School psychology is a discipline that applies the principles of clinical psychology and educational psychology in order to help children and youth succeed academically, socially, behaviorally, and emotionally. Although students are their primary clients, school psychologists often collaborate with teachers, administrators, parents, and community services. They are involved in such services as providing treatment to reach individual goals, utilizing prevention and early intervention to limit students’ troubles, providing crisis and trauma intervention, bringing awareness to mental health issues, educating about diversity, administering assessments to help with diagnosis of specific problems, advocating for students within the community and school system, and providing case management and consultation.
For students, school psychologists provide counseling, instruction, and mentoring for those students who struggle with social, emotional, and behavioral problems. They help increase achievement by identifying barriers to learning and by determining the instructional strategies to improve learning. With students and their families, school psychologists teach parenting skills and help enhance home-school collaboration. They also help evaluate students for special education services and help coordinate meetings between parents and school.
With teachers, school psychologists collaborate regarding academic barriers to learning, designing and implementing student progress monitoring systems and academic/behavioral interventions. They also help motivate students to engage in learning by creating positive classroom environments. School psychologists also work with administrators to collect and analyze data related to school improvement and student outcomes, implement school-wide prevention programs, promote school policies and practice to ensure student safety, respond to crises, and design and implement comprehensive school mental health programming.

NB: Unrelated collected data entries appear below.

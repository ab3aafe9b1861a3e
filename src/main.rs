use anyhow::Result;
use clap::{Parser, Subcommand};
use coin_tracker::{
    commands::{list, track},
    config::{GeckoConfig, DEFAULT_PRICE_FILE},
    context::AppContext,
};
use log::{debug, info};
use std::path::PathBuf;
use std::process::ExitCode;

const CONNECTION_FAILED_MESSAGE: &str = "Connection to the CoinGecko API is not working.";

#[derive(Parser)]
#[command(name = "coin-tracker")]
#[command(about = "Fetch CoinGecko prices and save them to CSV")]
struct Cli {
    /// Location of the cached coin catalog
    #[arg(long = "catalog-file", value_name = "PATH", global = true)]
    catalog_file: Option<PathBuf>,
    #[command(subcommand)]
    command: Commands,
}

#[derive(Subcommand)]
enum Commands {
    /// Show the list of coins that can be tracked
    List {
        /// Download the list of coins again and overwrite the cache
        #[arg(short, long)]
        update: bool,
    },
    /// Fetch current USD prices for one or more coins
    Track {
        /// CoinGecko coin ids, for example: bitcoin ethereum solana
        #[arg(required = true, num_args = 1..)]
        coin: Vec<String>,
        /// Path to the output CSV file
        #[arg(short, long, value_name = "PATH", default_value = DEFAULT_PRICE_FILE)]
        output: PathBuf,
    },
}

#[tokio::main]
async fn main() -> Result<ExitCode> {
    let Cli {
        catalog_file,
        command,
    } = Cli::parse();

    // .env may carry RUST_LOG, so it is loaded before the logger.
    let dotenv = dotenvy::dotenv();
    env_logger::Builder::from_env(env_logger::Env::default().default_filter_or("info")).init();
    match dotenv {
        Ok(path) => debug!("Loaded environment from {}", path.display()),
        Err(err) if err.not_found() => {}
        Err(err) => return Err(err.into()),
    }

    let config = GeckoConfig::from_env()?.with_catalog_path(catalog_file);
    let app_context = AppContext::initialize(config)?;

    if !app_context.check_connectivity().await?.is_healthy() {
        println!("{}", CONNECTION_FAILED_MESSAGE);
        return Ok(ExitCode::FAILURE);
    }

    match command {
        Commands::List { update } => {
            if let Some(listing) = list::run(&app_context, update).await? {
                println!("{}", listing);
            }
        }
        Commands::Track { coin, output } => {
            let report = track::run(&app_context, &coin, &output).await?;
            info!(
                "Tracked {} of {} requested coin(s)",
                report.table.len(),
                coin.len()
            );
        }
    }

    Ok(ExitCode::SUCCESS)
}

After learning about school psychology and all of the duties and responsibilities that the profession entails, I have gained much appreciation and respect for school psychologists. I imagine that it must be very stressful to collaborate and coordinate with so many different parties regarding such complex and important issues as children’s academic and mental health. School psychologists have to be well organized, dependable, flexible, patient, empathic, and have good written and interpersonal communication skills. It also seems as though they have to be good at resolving conflicts between parties because often parents may not agree with teachers or administrators and vice versa. This would require school psychologists to be good at calming, reassuring, and listening to individual parties, and at the same time providing constructive feedback and offering solutions to problems.